* [RECORDS FOR THIS EXERCISE]
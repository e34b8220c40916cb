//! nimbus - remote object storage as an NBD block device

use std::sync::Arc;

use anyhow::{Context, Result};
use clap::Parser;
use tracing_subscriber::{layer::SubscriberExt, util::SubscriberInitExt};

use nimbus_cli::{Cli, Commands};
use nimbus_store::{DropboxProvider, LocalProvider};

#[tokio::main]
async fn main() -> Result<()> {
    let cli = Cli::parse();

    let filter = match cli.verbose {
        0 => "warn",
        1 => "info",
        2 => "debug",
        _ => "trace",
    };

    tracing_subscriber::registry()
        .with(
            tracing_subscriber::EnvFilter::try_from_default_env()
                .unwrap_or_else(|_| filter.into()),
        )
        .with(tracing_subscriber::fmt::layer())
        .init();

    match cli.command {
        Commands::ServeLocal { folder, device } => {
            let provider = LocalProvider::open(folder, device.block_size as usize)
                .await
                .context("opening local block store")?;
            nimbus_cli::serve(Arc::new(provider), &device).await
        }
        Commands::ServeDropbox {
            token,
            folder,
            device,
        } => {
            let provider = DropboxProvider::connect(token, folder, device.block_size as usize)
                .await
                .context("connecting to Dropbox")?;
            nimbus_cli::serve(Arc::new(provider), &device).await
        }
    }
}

* [WHAT THIS TASK INVOLVES]
From the records above, pull every line that carries the word "layer".

* [WRITTEN RESPONSE]
use tracing_subscriber::{layer::SubscriberExt, util::SubscriberInitExt};
        .with(tracing_subscriber::fmt::layer())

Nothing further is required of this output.